No deal? Here is what capital controls will look like in Greece. Via Open Europe…
How would Greek capital controls be implemented and what form might they take?
It’s likely that such controls would need to be brought in over the course of a weekend, though I expect they may also need to be combined with some bank holidays anyway
- Cash/ATM withdrawal limits: This would be a vital control in order to halt the huge outflow of deposits which has been taking place and which will pick up if a deal isn’t struck soon. In Cyprus the limit was set at €300 per person per day. However, I suspect ones in Greece may go even lower. This is because Greece is suffering from serious domestic withdrawals while the primary concern in Cyprus was foreign outflows.
- Foreign transfer controls: The aim here would be to limit the amount that people can transfer abroad from Greece in one go and also over a set period. Obviously some transfers are needed for businesses to function so there would need to be a process by which businesses related (and other verified) transactions could still go through.
- Time requirements or taxes: Other options or versions of the above include taxing certain withdrawals or foreign transactions heavily. This has the advantage of potentially creating a revenue stream for the government, though it may come at a very high cost. The government could also decree time limits on certain deposits or investments in an attempt to limit withdrawals indirectly.

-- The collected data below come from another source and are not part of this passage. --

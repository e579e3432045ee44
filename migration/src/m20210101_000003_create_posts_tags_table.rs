use sea_orm_migration::prelude::*;

use super::m20210101_000001_create_posts_table::Posts;
use super::m20210101_000002_create_tags_table::Tags;

#[derive(DeriveMigrationName)]
pub struct Migration;

#[async_trait::async_trait]
impl MigrationTrait for Migration {
    async fn up(&self, manager: &SchemaManager) -> Result<(), DbErr> {
        manager
            .create_table(
                Table::create()
                    .table(PostsTags::Table)
                    .if_not_exists()
                    .col(
                        ColumnDef::new(PostsTags::Id)
                            .string()
                            .not_null()
                            .primary_key(),
                    )
                    .col(ColumnDef::new(PostsTags::PostId).string().not_null())
                    .col(ColumnDef::new(PostsTags::TagId).string().not_null())
                    .col(
                        ColumnDef::new(PostsTags::CreatedAt)
                            .timestamp_with_time_zone()
                            .not_null(),
                    )
                    .col(
                        ColumnDef::new(PostsTags::UpdatedAt)
                            .timestamp_with_time_zone()
                            .not_null(),
                    )
                    .foreign_key(
                        ForeignKey::create()
                            .name("fk-posts_tags-post_id")
                            .from(PostsTags::Table, PostsTags::PostId)
                            .to(Posts::Table, Posts::Id)
                            .on_delete(ForeignKeyAction::Cascade)
                            .on_update(ForeignKeyAction::Cascade),
                    )
                    .foreign_key(
                        ForeignKey::create()
                            .name("fk-posts_tags-tag_id")
                            .from(PostsTags::Table, PostsTags::TagId)
                            .to(Tags::Table, Tags::Id)
                            .on_delete(ForeignKeyAction::Cascade)
                            .on_update(ForeignKeyAction::Cascade),
                    )
                    .to_owned(),
            )
            .await?;

        // a post links a tag at most once
        manager
            .create_index(
                Index::create()
                    .name("idx-posts_tags-post_id-tag_id")
                    .table(PostsTags::Table)
                    .col(PostsTags::PostId)
                    .col(PostsTags::TagId)
                    .unique()
                    .to_owned(),
            )
            .await
    }

    async fn down(&self, manager: &SchemaManager) -> Result<(), DbErr> {
        manager
            .drop_table(Table::drop().table(PostsTags::Table).to_owned())
            .await
    }
}

#[derive(DeriveIden)]
enum PostsTags {
    Table,
    Id,
    PostId,
    TagId,
    CreatedAt,
    UpdatedAt,
}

- Physical controls: Obviously with free movement within the EU it would be quite easy for people to move large amounts of cash or assets across borders. As such there will need to be checks and limits on the amount of cash people can take abroad with them. This may also have to extend to assets. For example, someone could purchase a car and then try and drive across a border and sell it on. This is tricky to police but some attempts may well be made.